Monday, October 7, 2019

The Public Interest in Climate Change Reaches and All-Time High. Greta Thunberg Conquers the Memesphere





Greta Thunberg is having a phenomenal success as
 climate messenger. Good targeting, flawless performance, the right person at the right moment.


A little more than one year ago, I wrote a post titled "Why, in a Few Years, Nobody Will be Talking About Climate Change Anymore." It turned out that I was completely wrong: Greta Thunberg changed everything. My mistake was the typical one we all make when we try to predict the future. As I tend to say, "the surest way to make wrong predictions is to extrapolate past trends." And I fell into the trap myself!

Look at what happened: the interest of the public in climate change had been fading for years and then, suddenly, it started rising. Now it is the highest level ever reached in the Google Trend record.




Isn't that fantastic? The Greta Thunberg meme, alone, changed the worldwide trend.
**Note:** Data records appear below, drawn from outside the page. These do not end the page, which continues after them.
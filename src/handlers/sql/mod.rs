pub mod documents;
pub mod leads;
pub mod pending_actions;
pub mod users;

use serde_json::{Map, Value};
use sqlx::SqlitePool;
use uuid::Uuid;

use crate::database::QueryBuilder;
use crate::error::ApiError;
use crate::filter::FilterError;

/// A table the `/sql/*` routes write to. Only `writable` columns are ever
/// taken from a request body.
pub(crate) struct Table {
    pub name: &'static str,
    pub label: &'static str,
    pub writable: &'static [&'static str],
}

impl Table {
    /// Insert `id` plus whichever writable columns the body carries;
    /// omitted columns keep their defaults.
    pub async fn insert(&self, pool: &SqlitePool, id: &str, body: &Value) -> Result<(), ApiError> {
        let fields = self.present(body)?;

        let mut columns = vec!["id"];
        columns.extend(fields.iter().map(|(c, _)| *c));
        let placeholders = vec!["?"; columns.len()].join(", ");

        QueryBuilder::new(format!(
            "INSERT INTO {} ({}) VALUES ({})",
            self.name,
            columns.join(", "),
            placeholders
        ))
        .bind(id)
        .bind_all(fields.into_iter().map(|(_, v)| v))
        .execute(pool)
        .await?;

        tracing::debug!("Inserted {} {}", self.name, id);
        Ok(())
    }

    /// Partial update of the writable columns present in `body`
    pub async fn update(&self, pool: &SqlitePool, id: &str, body: &Value) -> Result<(), ApiError> {
        let fields = self.present(body)?;
        if fields.is_empty() {
            return Err(ApiError::validation("No updatable fields provided"));
        }

        let assignments: Vec<String> = fields.iter().map(|(c, _)| format!("{} = ?", c)).collect();
        let affected = QueryBuilder::new(format!(
            "UPDATE {} SET {}, updated_at = datetime('now') WHERE id = ?",
            self.name,
            assignments.join(", ")
        ))
        .bind_all(fields.into_iter().map(|(_, v)| v))
        .bind(id)
        .execute(pool)
        .await?;

        if affected == 0 {
            return Err(self.not_found(id));
        }
        Ok(())
    }

    pub async fn delete(&self, pool: &SqlitePool, id: &str) -> Result<(), ApiError> {
        let affected = QueryBuilder::new(format!("DELETE FROM {} WHERE id = ?", self.name))
            .bind(id)
            .execute(pool)
            .await?;

        if affected == 0 {
            return Err(self.not_found(id));
        }
        tracing::debug!("Deleted {} {}", self.name, id);
        Ok(())
    }

    pub fn not_found(&self, id: &str) -> ApiError {
        ApiError::not_found(format!("{} '{}' not found", self.label, id))
    }

    fn present(&self, body: &Value) -> Result<Vec<(&'static str, Value)>, ApiError> {
        let object = as_object(body)?;
        Ok(self
            .writable
            .iter()
            .filter_map(|column| object.get(*column).map(|v| (*column, v.clone())))
            .collect())
    }
}

pub(crate) fn as_object(body: &Value) -> Result<&Map<String, Value>, ApiError> {
    body.as_object()
        .ok_or_else(|| ApiError::validation("Request body must be a JSON object"))
}

/// A non-empty string field, or `VALIDATION_ERROR`
pub(crate) fn require_str<'a>(body: &'a Value, field: &str) -> Result<&'a str, ApiError> {
    match body.get(field) {
        Some(Value::String(s)) if !s.is_empty() => Ok(s),
        _ => Err(ApiError::validation(format!("'{}' is required", field))),
    }
}

/// The client-supplied `id`, or a fresh UUID v4
pub(crate) fn record_id(body: &Value) -> String {
    match body.get("id") {
        Some(Value::String(s)) if !s.is_empty() => s.clone(),
        _ => Uuid::new_v4().to_string(),
    }
}

/// Reject a present, non-null body field whose value is not in `allowed`
pub(crate) fn require_one_of(body: &Value, field: &str, allowed: &'static [&'static str]) -> Result<(), ApiError> {
    match body.get(field) {
        None | Some(Value::Null) => Ok(()),
        Some(Value::String(s)) if allowed.contains(&s.as_str()) => Ok(()),
        Some(_) => Err(FilterError::InvalidValue {
            field: field.to_string(),
            allowed,
        }
        .into()),
    }
}
pub mod authenticator;
pub mod clock;
pub mod signature;

pub use authenticator::{
    AuthConfig, AuthDecision, AuthError, RequestAuthenticator, SignedRequest,
    DEFAULT_FRESHNESS_WINDOW_SECS,
};
pub use clock::{Clock, FixedClock, SystemClock};
pub use signature::{sign, SignedHeaders, SIGNATURE_HEADER, TIMESTAMP_HEADER};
There is no other explanation for the restarting interest in climate.

So, what's happening? Let's see if we can learn something from my wrong prediction. First of all, I based my prediction on the data from Google Trends that showed a constant and robust decline of the public's interest in climate change. It had been ongoing for more than a decade and it seemed logical to me that it would continue to do so. I noted also how the Trump government was practicing the propaganda technique known as "deception by omission." It seemed to be successful in generating a self-reinforcing feedback that led the public to forget about climate change, distracted by other issues.
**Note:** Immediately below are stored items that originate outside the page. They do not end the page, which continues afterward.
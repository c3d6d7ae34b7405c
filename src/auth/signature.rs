//! HMAC-SHA256 request signatures.
//!
//! The canonical signing string is the decimal timestamp exactly as sent in
//! `X-Ts`, immediately followed by the raw body bytes. No separator, no
//! normalisation of either part.

use hmac::digest::{Key, KeyInit};
use hmac::{Hmac, Mac};
use sha2::{Digest, Sha256};
use subtle::ConstantTimeEq;

type HmacSha256 = Hmac<Sha256>;

pub const TIMESTAMP_HEADER: &str = "X-Ts";
pub const SIGNATURE_HEADER: &str = "X-Sign";

/// Length of a hex-encoded HMAC-SHA256 tag
pub const SIGNATURE_HEX_LEN: usize = 64;

/// Bytes covered by the signature: `timestamp ++ body`
pub fn signing_input(timestamp: &str, body: &[u8]) -> Vec<u8> {
    let mut input = Vec::with_capacity(timestamp.len() + body.len());
    input.extend_from_slice(timestamp.as_bytes());
    input.extend_from_slice(body);
    input
}

/// Lowercase hex HMAC-SHA256 of the canonical signing string
pub fn sign(secret: &[u8], timestamp: &str, body: &[u8]) -> String {
    let mut mac = keyed_mac(secret);
    mac.update(&signing_input(timestamp, body));
    hex::encode(mac.finalize().into_bytes())
}

/// Builds the MAC from a block-sized key. Keys longer than the SHA-256 block
/// are hashed first and shorter ones are zero-padded, which is the RFC 2104
/// key schedule, so the fixed-size constructor covers every secret length.
fn keyed_mac(secret: &[u8]) -> HmacSha256 {
    let mut key = Key::<HmacSha256>::default();
    if secret.len() > key.len() {
        let digest = Sha256::digest(secret);
        key[..digest.len()].copy_from_slice(&digest);
    } else {
        key[..secret.len()].copy_from_slice(secret);
    }
    <HmacSha256 as KeyInit>::new(&key)
}

/// Compares two byte strings without leaking the position of the first
/// difference. Unequal lengths return early; length is not secret.
pub fn constant_time_eq(a: &[u8], b: &[u8]) -> bool {
    if a.len() != b.len() {
        return false;
    }
    a.ct_eq(b).into()
}

/// Header pair a client attaches to a signed request
#[derive(Debug, Clone, PartialEq, Eq)]
pub struct SignedHeaders {
    pub timestamp: String,
    pub signature: String,
}

impl SignedHeaders {
    pub fn new(secret: &[u8], timestamp: i64, body: &[u8]) -> Self {
        let timestamp = timestamp.to_string();
        let signature = sign(secret, &timestamp, body);
        Self { timestamp, signature }
    }
}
Then, bang! Complex systems always take you by surprise and Greta Thunberg surely surprised everybody. What made her so successful in a task where the best scientists in the world had failed? The birth and the development of the Thunberg meme will be studied for years to come: it is truly a remarkable innovation in a memesphere where, so far, only negative memes seemed to have a chance to affect the public opinion (Climategate is an example). Surely, Ms. Thunberg was supported by a top-notch public relations agency. They did everything right from the beginning: the target, the delivery, the positioning. But it was the person, Greta Thunberg, who was absolutely perfect in her role: flawless on all occasions.

At the same time, the forces of darkness trying to stop Greta Thunberg managed only to propel her further forward. A large number of angry old men made fools of themselves by insulting her. Many so-called "experts" on climate could only show their ignorance. Most attacks against her backfired, also because the young lady turned out to be both smart and resilient.

But there is more, here, than a flawless P.R. operation. The time had come for a major memetic transition. Most of us were expecting it as the result of some climate disaster, hurricanes, sea-level rise, heat waves, this kind of things. But we were hit by every sort of climate disasters and the result was the opposite: in the wake of each terrible event, the public interest in climate change diminished!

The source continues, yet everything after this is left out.